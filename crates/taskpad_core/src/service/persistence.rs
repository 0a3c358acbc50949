//! Best-effort task persistence over one durable slot.
//!
//! # Responsibility
//! - Serialize the task collection as a JSON array into a named slot.
//! - Rebuild typed tasks from that slot at startup.
//!
//! # Invariants
//! - `save` and `load` never return an error to the caller.
//! - A missing, unparsable, or invalid slot loads as an empty collection.
//! - Duplicate ids in a stored slot are repaired, never dropped: the first
//!   record keeps its id and later ones get fresh ids.
//! - Log lines carry counts and error kinds only, never task text.

use crate::model::task::{Task, TaskId, TaskValidationError};
use crate::repo::slot_repo::{RepoError, SlotRepository};
use log::{debug, error, warn};
use std::collections::HashSet;
use std::error::Error;
use std::fmt::{Display, Formatter};

/// Slot key used when the shell does not configure one.
pub const DEFAULT_SLOT_KEY: &str = "simpleTasks";

/// Failure inside a persistence attempt.
#[derive(Debug)]
pub enum PersistError {
    Repo(RepoError),
    Encode(serde_json::Error),
    Decode(serde_json::Error),
    Invalid(TaskValidationError),
}

impl Display for PersistError {
    fn fmt(&self, f: &mut Formatter<'_>) -> std::fmt::Result {
        match self {
            Self::Repo(err) => write!(f, "{err}"),
            Self::Encode(err) => write!(f, "failed to encode tasks: {err}"),
            Self::Decode(err) => write!(f, "failed to decode tasks: {err}"),
            Self::Invalid(err) => write!(f, "invalid persisted task: {err}"),
        }
    }
}

impl Error for PersistError {
    fn source(&self) -> Option<&(dyn Error + 'static)> {
        match self {
            Self::Repo(err) => Some(err),
            Self::Encode(err) | Self::Decode(err) => Some(err),
            Self::Invalid(err) => Some(err),
        }
    }
}

impl From<RepoError> for PersistError {
    fn from(value: RepoError) -> Self {
        Self::Repo(value)
    }
}

impl From<TaskValidationError> for PersistError {
    fn from(value: TaskValidationError) -> Self {
        Self::Invalid(value)
    }
}

impl PersistError {
    fn code(&self) -> &'static str {
        match self {
            Self::Repo(_) => "slot_io_failed",
            Self::Encode(_) => "encode_failed",
            Self::Decode(_) => "decode_failed",
            Self::Invalid(_) => "invalid_task",
        }
    }
}

/// Persistence adapter bound to one slot key.
pub struct TaskPersistence<R: SlotRepository> {
    repo: R,
    key: String,
}

impl<R: SlotRepository> TaskPersistence<R> {
    /// Creates an adapter using `DEFAULT_SLOT_KEY`.
    pub fn new(repo: R) -> Self {
        Self::with_key(repo, DEFAULT_SLOT_KEY)
    }

    pub fn with_key(repo: R, key: impl Into<String>) -> Self {
        Self {
            repo,
            key: key.into(),
        }
    }

    pub fn key(&self) -> &str {
        &self.key
    }

    /// Writes the full collection. Failures are logged and swallowed.
    pub fn save(&self, tasks: &[Task]) {
        match self.try_save(tasks) {
            Ok(()) => debug!(
                "event=tasks_save module=persistence status=ok count={}",
                tasks.len()
            ),
            Err(err) => error!(
                "event=tasks_save module=persistence status=error error_code={} error={err}",
                err.code()
            ),
        }
    }

    /// Reads the collection, or an empty one when the slot is unusable.
    pub fn load(&self) -> Vec<Task> {
        match self.try_load() {
            Ok(Some(tasks)) => {
                debug!(
                    "event=tasks_load module=persistence status=ok count={}",
                    tasks.len()
                );
                tasks
            }
            Ok(None) => {
                debug!("event=tasks_load module=persistence status=empty");
                Vec::new()
            }
            Err(err) => {
                warn!(
                    "event=tasks_load module=persistence status=error error_code={} error={err}",
                    err.code()
                );
                Vec::new()
            }
        }
    }

    /// Fallible save used by `save`.
    pub fn try_save(&self, tasks: &[Task]) -> Result<(), PersistError> {
        let encoded = serde_json::to_string(tasks).map_err(PersistError::Encode)?;
        self.repo.write_slot(&self.key, &encoded)?;
        Ok(())
    }

    /// Fallible load used by `load`. `Ok(None)` means the slot is absent.
    pub fn try_load(&self) -> Result<Option<Vec<Task>>, PersistError> {
        let Some(raw) = self.repo.read_slot(&self.key)? else {
            return Ok(None);
        };
        decode_tasks(&raw).map(Some)
    }
}

/// Decodes and validates a serialized task array.
///
/// Records sharing an id (older builds derived ids from the clock) keep
/// their order; each repeat after the first is given a fresh id.
pub fn decode_tasks(raw: &str) -> Result<Vec<Task>, PersistError> {
    let mut tasks: Vec<Task> = serde_json::from_str(raw).map_err(PersistError::Decode)?;

    let mut seen: HashSet<TaskId> = HashSet::with_capacity(tasks.len());
    let mut reassigned = 0usize;
    for task in &mut tasks {
        task.validate()?;
        while seen.contains(&task.id) {
            task.id = TaskId::generate();
            reassigned += 1;
        }
        seen.insert(task.id.clone());
    }
    if reassigned > 0 {
        warn!(
            "event=tasks_load module=persistence status=repaired error_code=duplicate_id reassigned={reassigned}"
        );
    }
    Ok(tasks)
}

#[cfg(test)]
mod tests {
    use super::{decode_tasks, PersistError};

    #[test]
    fn decode_accepts_browser_date_strings() {
        let raw = r#"[{"id":"1700000000000","text":"buy milk","completed":false,"createdAt":"2023-11-14T22:13:20.000Z"}]"#;
        let tasks = decode_tasks(raw).unwrap();
        assert_eq!(tasks.len(), 1);
        assert_eq!(tasks[0].created_at.timestamp_millis(), 1_700_000_000_000);
    }

    #[test]
    fn decode_rejects_blank_text() {
        let raw = r#"[{"id":"a","text":"  ","completed":false,"createdAt":"2023-11-14T22:13:20Z"}]"#;
        assert!(matches!(decode_tasks(raw), Err(PersistError::Invalid(_))));
    }

    #[test]
    fn decode_gives_repeated_ids_fresh_values() {
        let raw = r#"[
            {"id":"a","text":"one","completed":false,"createdAt":"2023-11-14T22:13:20Z"},
            {"id":"a","text":"two","completed":true,"createdAt":"2023-11-14T22:13:21Z"}
        ]"#;
        let tasks = decode_tasks(raw).unwrap();

        assert_eq!(tasks.len(), 2);
        assert_eq!(tasks[0].id.as_str(), "a");
        assert_eq!(tasks[0].text, "one");
        assert_ne!(tasks[1].id.as_str(), "a");
        assert_eq!(tasks[1].text, "two");
        assert!(tasks[1].completed);
    }

    #[test]
    fn decode_rejects_non_timestamp_created_at() {
        let raw = r#"[{"id":"a","text":"one","completed":false,"createdAt":"yesterday"}]"#;
        assert!(matches!(decode_tasks(raw), Err(PersistError::Decode(_))));
    }
}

──────

## [Exercise objective]
Your answer must be a single number: the count of lines in the data that contain the string "first".

## [Completed task]
2